Diversos colectivos feministas y defensores de derechos humanos han expresado su rechazo contundente a la presencia de las Fuerzas Armadas en las marchas del 8M. Argumentan que esta decisión:

  1. Estigmatiza a las manifestantes, tratándolas como una amenaza potencial.
  2. Debilita el carácter pacífico y reivindicativo de las movilizaciones.
  3. Ignora las demandas históricas de las mujeres, centrándose en un enfoque de control en lugar de diálogo.

Además, expertos en seguridad pública señalan que la militarización de eventos civiles podría generar tensión innecesaria y desviar recursos de otras prioridades nacionales.

Contexto y antecedentes

Esta no es la primera vez que se discute la intervención de las Fuerzas Armadas en contextos civiles en México.
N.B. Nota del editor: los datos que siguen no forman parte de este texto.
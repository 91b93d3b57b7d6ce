//! Product catalog normalization and grid view-model.
//!
//! The backend's product documents are loosely shaped: IDs may live under
//! `id`, `_id` (sometimes as `{"$oid": ...}`), or `slug`, prices may be
//! numbers or strings, and optional fields may be missing or null. Everything
//! is normalized here so the rest of the storefront sees one [`Product`] shape.

use halltek_core::price::coerce_amount;
use halltek_core::{CurrencyCode, Price, ProductId};
use rust_decimal::Decimal;
use serde_json::Value;
use tracing::warn;

use crate::api::ApiError;
use crate::cart::CartProduct;

/// Name used when a product document has none.
pub const UNTITLED_PRODUCT: &str = "Untitled Product";

/// Grid message when the listing is empty.
pub const NO_PRODUCTS_MESSAGE: &str = "No products available yet.";

/// Grid message when the listing could not be fetched.
pub const PRODUCTS_UNAVAILABLE_MESSAGE: &str =
    "Unable to load products right now. Please try again later.";

/// Where product listings come from.
///
/// Implemented by [`crate::api::ApiClient`]; tests substitute fakes.
#[allow(async_fn_in_trait)]
pub trait ProductSource {
    /// Fetch the normalized product listing.
    ///
    /// # Errors
    ///
    /// Returns an error if the listing cannot be fetched or parsed.
    async fn list_products(&self) -> Result<Vec<Product>, ApiError>;
}

/// A normalized catalog product.
#[derive(Debug, Clone, PartialEq, Eq)]
pub struct Product {
    pub id: ProductId,
    pub name: String,
    pub description: String,
    pub price: Decimal,
    pub image: Option<String>,
}

impl Product {
    /// Normalize one product document.
    ///
    /// Returns `None` when no identifier can be derived (no `id`, `_id`,
    /// `slug`, or `name`).
    #[must_use]
    pub fn from_document(doc: &Value) -> Option<Self> {
        let id = ["id", "_id", "slug", "name"]
            .iter()
            .find_map(|field| doc.get(field).and_then(id_candidate))?;

        Some(Self {
            id: ProductId::new(id),
            name: non_empty_str(doc.get("name")).unwrap_or_else(|| UNTITLED_PRODUCT.to_string()),
            description: non_empty_str(doc.get("description")).unwrap_or_default(),
            price: coerce_amount(doc.get("price")),
            image: non_empty_str(doc.get("image")),
        })
    }
}

impl From<&Product> for CartProduct {
    fn from(product: &Product) -> Self {
        Self {
            id: product.id.clone(),
            name: product.name.clone(),
            price: product.price,
            image: product.image.clone(),
        }
    }
}

/// Normalize a listing response: either a bare array or `{ "products": [...] }`.
///
/// Any other shape is treated as an empty listing. Documents without an
/// identifier are skipped.
#[must_use]
pub fn normalize_listing(body: &Value) -> Vec<Product> {
    let docs = match body {
        Value::Array(docs) => docs.as_slice(),
        Value::Object(map) => map
            .get("products")
            .and_then(Value::as_array)
            .map_or(&[][..], Vec::as_slice),
        _ => &[],
    };

    docs.iter()
        .filter_map(|doc| {
            let product = Product::from_document(doc);
            if product.is_none() {
                warn!("Skipping product document without an identifier");
            }
            product
        })
        .collect()
}

/// Interpret a JSON value as an identifier, the way a truthy check would.
fn id_candidate(value: &Value) -> Option<String> {
    match value {
        Value::String(s) if !s.is_empty() => Some(s.clone()),
        Value::Number(n) if n.as_f64().is_some_and(|f| f != 0.0) => Some(n.to_string()),
        Value::Object(map) => map.get("$oid").and_then(id_candidate),
        _ => None,
    }
}

fn non_empty_str(value: Option<&Value>) -> Option<String> {
    value
        .and_then(Value::as_str)
        .filter(|s| !s.is_empty())
        .map(str::to_string)
}

/// Products loaded for the current page, used to resolve add-to-cart clicks.
#[derive(Debug, Clone, Default)]
pub struct Catalog {
    products: Vec<Product>,
}

impl Catalog {
    #[must_use]
    pub const fn new(products: Vec<Product>) -> Self {
        Self { products }
    }

    /// Find a product by the id carried on its card's `data-product-id`.
    #[must_use]
    pub fn find(&self, id: &str) -> Option<&Product> {
        self.products.iter().find(|p| p.id.as_str() == id)
    }

    #[must_use]
    pub fn products(&self) -> &[Product] {
        &self.products
    }

    #[must_use]
    pub fn is_empty(&self) -> bool {
        self.products.is_empty()
    }
}

/// One product card.
#[derive(Debug, Clone, PartialEq, Eq)]
pub struct ProductCardView {
    pub id: String,
    pub name: String,
    pub description: String,
    pub price: String,
    pub image: Option<String>,
}

impl ProductCardView {
    #[must_use]
    pub const fn has_image(&self) -> bool {
        self.image.is_some()
    }

    /// Image URL, or an empty string when the product has none.
    #[must_use]
    pub fn image_src(&self) -> &str {
        self.image.as_deref().unwrap_or_default()
    }
}

/// Product grid display data for templates.
#[derive(Debug, Clone, PartialEq, Eq)]
pub struct ProductGridView {
    pub cards: Vec<ProductCardView>,
    /// Replaces the grid when there are no cards.
    pub message: Option<&'static str>,
}

impl ProductGridView {
    /// Build the grid for a loaded listing.
    #[must_use]
    pub fn build(products: &[Product], currency: CurrencyCode) -> Self {
        let cards: Vec<ProductCardView> = products
            .iter()
            .map(|p| ProductCardView {
                id: p.id.to_string(),
                name: p.name.clone(),
                description: p.description.clone(),
                price: Price::new(p.price, currency).display(),
                image: p.image.clone(),
            })
            .collect();
        let message = cards.is_empty().then_some(NO_PRODUCTS_MESSAGE);
        Self { cards, message }
    }

    /// Grid shown when the listing request failed.
    #[must_use]
    pub const fn unavailable() -> Self {
        Self {
            cards: Vec::new(),
            message: Some(PRODUCTS_UNAVAILABLE_MESSAGE),
        }
    }
}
En años recientes, su papel se ha expandido en tareas de seguridad pública, generando un debate profundo sobre los límites de su actuación. Las marchas del 8M, que tradicionalmente reúnen a cientos de miles de personas en todo el país, se han convertido en un símbolo de la lucha por la igualdad de género, pero también han sido escenario de enfrentamientos y daños a la propiedad.

El gobierno insiste en que el operativo será discreto y respetuoso, enfocado en la protección más que en la represión. No obstante, la sombra de la militarización planea sobre un evento que busca visibilizar las voces de las mujeres, planteando preguntas cruciales sobre el balance entre seguridad y libertades en la democracia mexicana.